Stored data —
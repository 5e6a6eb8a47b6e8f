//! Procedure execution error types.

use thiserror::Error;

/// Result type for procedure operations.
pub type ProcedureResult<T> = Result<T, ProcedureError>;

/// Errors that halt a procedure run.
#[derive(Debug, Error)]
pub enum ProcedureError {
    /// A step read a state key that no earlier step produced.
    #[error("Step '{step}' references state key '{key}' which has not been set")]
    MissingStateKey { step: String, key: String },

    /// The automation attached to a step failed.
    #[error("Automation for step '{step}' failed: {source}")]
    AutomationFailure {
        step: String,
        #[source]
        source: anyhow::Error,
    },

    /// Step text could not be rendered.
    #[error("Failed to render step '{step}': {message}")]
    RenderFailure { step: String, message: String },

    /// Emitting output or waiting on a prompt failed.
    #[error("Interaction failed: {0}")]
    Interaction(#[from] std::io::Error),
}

Task item — Please copy the line that contains "String, key: String" and each line after it through the end of the records, exactly, and no other lines.

Task output —
    MissingStateKey { step: String, key: String },

    /// The automation attached to a step failed.
    #[error("Automation for step '{step}' failed: {source}")]
    AutomationFailure {
        step: String,
        #[source]
        source: anyhow::Error,
    },

    /// Step text could not be rendered.
    #[error("Failed to render step '{step}': {message}")]
    RenderFailure { step: String, message: String },

    /// Emitting output or waiting on a prompt failed.
    #[error("Interaction failed: {0}")]
    Interaction(#[from] std::io::Error),
}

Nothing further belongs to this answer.